Other obstacles affect all the men equally. In his preliminary research, Joe discovered that sexual health education is largely deficient in the communities that comprise the Sacred Valley. It is unclear how much students are taught about sexual anatomy, contraceptive options, and the responsibilities associated with having sex. The curricula Joe developed will hopefully lay the groundwork for a more systematic sexual education program in the Sacred Valley region. As for Joe’s pilot lesson, he was impressed with the progress he’d made in just a few short hours. “I can’t say it was perfect, but I do think we made a difference in the men’s lives,” he reported. “We got the ball rolling, but there’s still a lot of work to do.”
In the coming months, SVH/Ayni Wasi staff will review Joe’s project analysis and begin training others to continue the work he started. Joe suggests that the new sexual health educator(s) be male, and he specifically references Anastacio, our lone male promotor, who lives high up in the mountains in T’astayoc. Having a male educator teaching the male-centered curricula makes for a more comfortable space, one in which participants are more likely to be transparent about their health concerns and questions.
Joe’s other tips for doing related fieldwork in the public health domain?
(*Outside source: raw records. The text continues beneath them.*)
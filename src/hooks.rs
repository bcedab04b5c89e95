use gloo_render::{request_animation_frame, AnimationFrame};
use gloo_timers::callback::{Interval, Timeout};
use kiosk_carousel::config::{SwitcherConfig, AUTO_SCROLL_PERIOD_MS, PULSE_MS};
use kiosk_carousel::{now_ms, Carousel, CarouselConfig, Direction, PanelSwitcher, StripFrame};
use std::cell::RefCell;
use std::rc::Rc;
use yew::functional::UseForceUpdateHandle;
use yew::prelude::*;

type FrameSlot = Rc<RefCell<Option<AnimationFrame>>>;

/// Render-time view of the carousel plus the callbacks that feed it input.
#[derive(Clone)]
pub struct CarouselHandle {
    /// Offset and transition flag for this render.
    pub frame: StripFrame,
    /// Logical item nearest the left edge, for the indicator dots.
    pub current_index: usize,
    pub on_pointer_down: Callback<PointerEvent>,
    pub on_pointer_move: Callback<PointerEvent>,
    /// Also wired to `pointercancel`.
    pub on_pointer_up: Callback<PointerEvent>,
    /// Hover pause, mouse pointers only.
    pub on_pointer_enter: Callback<PointerEvent>,
    /// Ends any drag and lets auto-scroll resume.
    pub on_pointer_leave: Callback<PointerEvent>,
    pub navigate: Callback<Direction>,
    /// Jump to a logical item index (indicator click).
    pub navigate_to: Callback<usize>,
    engine: Rc<RefCell<Carousel>>,
}

impl CarouselHandle {
    pub fn allows_activation(&self) -> bool {
        self.engine.borrow().allows_activation()
    }
}

/// Only a mouse hovers. Touch and pen report enter on contact, and touch
/// leaves only when something else is touched.
fn hovers(pointer_type: &str) -> bool {
    pointer_type == "mouse"
}

/// Request an animation frame that ticks the engine, re-requesting itself
/// until the engine has nothing left to animate. At most one frame is
/// pending at a time.
fn schedule_frame(engine: Rc<RefCell<Carousel>>, slot: FrameSlot, redraw: UseForceUpdateHandle) {
    if slot.borrow().is_some() || !engine.borrow().needs_frame() {
        return;
    }
    let next_slot = slot.clone();
    let handle = request_animation_frame(move |_| {
        // This frame has fired; clear the slot so the next one can be queued.
        next_slot.borrow_mut().take();
        let changed = engine.borrow_mut().tick(now_ms());
        if changed {
            redraw.force_update();
        }
        schedule_frame(engine, next_slot, redraw);
    });
    *slot.borrow_mut() = Some(handle);
}

/// Owns a [`Carousel`] for the component's lifetime. Momentum and easing run
/// on animation frames requested only while something moves; idle drift runs
/// on a fixed interval.
#[hook]
pub fn use_carousel(config: CarouselConfig, item_count: usize) -> CarouselHandle {
    let engine = use_mut_ref(move || Carousel::new(config, item_count));
    let frame_slot: FrameSlot = use_mut_ref(|| None);
    let redraw = use_force_update();

    // Wakes the frame loop after any input that may have started motion.
    let kick = {
        let engine = engine.clone();
        let frame_slot = frame_slot.clone();
        let redraw = redraw.clone();
        Rc::new(move || schedule_frame(engine.clone(), frame_slot.clone(), redraw.clone()))
    };

    // Auto-scroll interval, plus cleanup of any pending frame on unmount
    {
        let engine = engine.clone();
        let frame_slot = frame_slot.clone();
        let redraw = redraw.clone();
        let kick = kick.clone();
        use_effect_with((), move |_| {
            let drift = Interval::new(AUTO_SCROLL_PERIOD_MS, move || {
                let moved = engine.borrow_mut().auto_scroll_tick(now_ms());
                if moved {
                    redraw.force_update();
                    // A wrap during drift leaves a teleport frame to finish.
                    kick();
                }
            });
            move || {
                drop(drift);
                frame_slot.borrow_mut().take();
            }
        });
    }

    let on_pointer_down = {
        let engine = engine.clone();
        let redraw = redraw.clone();
        Callback::from(move |e: PointerEvent| {
            engine
                .borrow_mut()
                .pointer_down(e.client_x() as f64, now_ms());
            // Re-render so the strip drops its transition while dragging.
            redraw.force_update();
        })
    };

    let on_pointer_move = {
        let engine = engine.clone();
        let redraw = redraw.clone();
        Callback::from(move |e: PointerEvent| {
            let moved = engine
                .borrow_mut()
                .pointer_move(e.client_x() as f64, now_ms());
            if moved {
                redraw.force_update();
            }
        })
    };

    let on_pointer_up = {
        let engine = engine.clone();
        let redraw = redraw.clone();
        let kick = kick.clone();
        Callback::from(move |_: PointerEvent| {
            let gesture = engine.borrow_mut().pointer_up(now_ms());
            if gesture.is_some() {
                redraw.force_update();
                // Momentum or a snap may have started.
                kick();
            }
        })
    };

    let on_pointer_enter = {
        let engine = engine.clone();
        Callback::from(move |e: PointerEvent| {
            if hovers(&e.pointer_type()) {
                engine.borrow_mut().set_hovered(true, now_ms());
            }
        })
    };

    let on_pointer_leave = {
        let engine = engine.clone();
        let redraw = redraw.clone();
        let kick = kick.clone();
        Callback::from(move |e: PointerEvent| {
            let gesture = {
                let mut engine = engine.borrow_mut();
                let now = now_ms();
                if hovers(&e.pointer_type()) {
                    engine.set_hovered(false, now);
                }
                // Any pointer leaving mid-drag ends the drag.
                engine.pointer_cancel(now)
            };
            if gesture.is_some() {
                redraw.force_update();
                kick();
            }
        })
    };

    let navigate = {
        let engine = engine.clone();
        let kick = kick.clone();
        Callback::from(move |direction: Direction| {
            engine.borrow_mut().navigate(direction, now_ms());
            kick();
        })
    };

    let navigate_to = {
        let engine = engine.clone();
        let kick = kick.clone();
        Callback::from(move |index: usize| {
            engine.borrow_mut().navigate_to(index, now_ms());
            kick();
        })
    };

    // Snapshot for this render; the borrow ends before returning.
    let (frame, current_index) = {
        let engine = engine.borrow();
        (engine.frame(), engine.current_index())
    };
    CarouselHandle {
        frame,
        current_index,
        on_pointer_down,
        on_pointer_move,
        on_pointer_up,
        on_pointer_enter,
        on_pointer_leave,
        navigate,
        navigate_to,
        engine,
    }
}

#[derive(Clone)]
pub struct PanelSwitcherHandle {
    pub active: Option<String>,
    pub home: String,
    pub show: Callback<String>,
}

/// Panel switcher with its reversion timeout. Replacing the stored
/// [`Timeout`] cancels the previous one.
#[hook]
pub fn use_panel_switcher(panels: Vec<String>, home: String) -> PanelSwitcherHandle {
    let switcher = use_mut_ref(move || {
        PanelSwitcher::new(panels, home, SwitcherConfig::default(), rand::rng())
    });
    // The single pending reversion timeout for the whole panel set
    let timer: Rc<RefCell<Option<Timeout>>> = use_mut_ref(|| None);
    let redraw = use_force_update();

    // Cancel a pending reversion when the kiosk unmounts
    {
        let timer = timer.clone();
        use_effect_with((), move |_| {
            move || {
                timer.borrow_mut().take();
            }
        });
    }

    let show = {
        let switcher = switcher.clone();
        let timer = timer.clone();
        let redraw = redraw.clone();
        Callback::from(move |id: String| {
            let scheduled = switcher.borrow_mut().show_panel(&id, now_ms());
            // Home arms nothing; anything else gets a fresh timeout.
            let next = scheduled.map(|reversion| {
                let switcher = switcher.clone();
                let redraw = redraw.clone();
                Timeout::new(reversion.delay_ms, move || {
                    // The switcher ignores the firing if a newer visit superseded it.
                    let reverted = switcher
                        .borrow_mut()
                        .on_reversion_timer(reversion.generation);
                    if reverted {
                        redraw.force_update();
                    }
                })
            });
            // Replacing the handle cancels the previous timeout.
            *timer.borrow_mut() = next;
            redraw.force_update();
        })
    };

    let (active, home) = {
        let switcher = switcher.borrow();
        (
            switcher.active().map(str::to_string),
            switcher.home().to_string(),
        )
    };
    PanelSwitcherHandle { active, home, show }
}

#[derive(Clone)]
pub struct TapPulseHandle {
    /// Strip slot currently playing the pulse.
    pub pulsing: Option<usize>,
    /// `(slot, panel id)`: pulse the slot, then show the panel.
    pub activate: Callback<(usize, String)>,
}

/// Scale pulse on a tapped tile followed by navigation once it completes.
#[hook]
pub fn use_tap_pulse(show: Callback<String>) -> TapPulseHandle {
    let pulsing = use_state(|| None::<usize>);
    // Pulse release and delayed navigation for the latest tap
    let timers: Rc<RefCell<Vec<Timeout>>> = use_mut_ref(Vec::new);

    {
        let timers = timers.clone();
        use_effect_with((), move |_| {
            move || {
                timers.borrow_mut().clear();
            }
        });
    }

    let activate = {
        let pulsing = pulsing.clone();
        Callback::from(move |(slot, target): (usize, String)| {
            pulsing.set(Some(slot));
            // Scale back up after one pulse length...
            let release = {
                let pulsing = pulsing.clone();
                Timeout::new(PULSE_MS, move || pulsing.set(None))
            };
            // ...and open the panel once the pulse has finished.
            let navigate = {
                let show = show.clone();
                Timeout::new(PULSE_MS * 2, move || show.emit(target))
            };
            // Dropping the old pair cancels a pulse still in flight.
            *timers.borrow_mut() = vec![release, navigate];
        })
    };

    TapPulseHandle {
        pulsing: *pulsing,
        activate,
    }
}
- Be mindful that your target audience probably adheres to a different set of norms related to time and scheduling than those to which you’re accustomed. You shouldn’t expect to advance your project as quickly as you might be able to in your home country; in fact, it’s best to expect that things won’t always go as you’ve planned.
- That being said, be persistent. Don’t lose faith in your project just because of a few scheduling-related setbacks.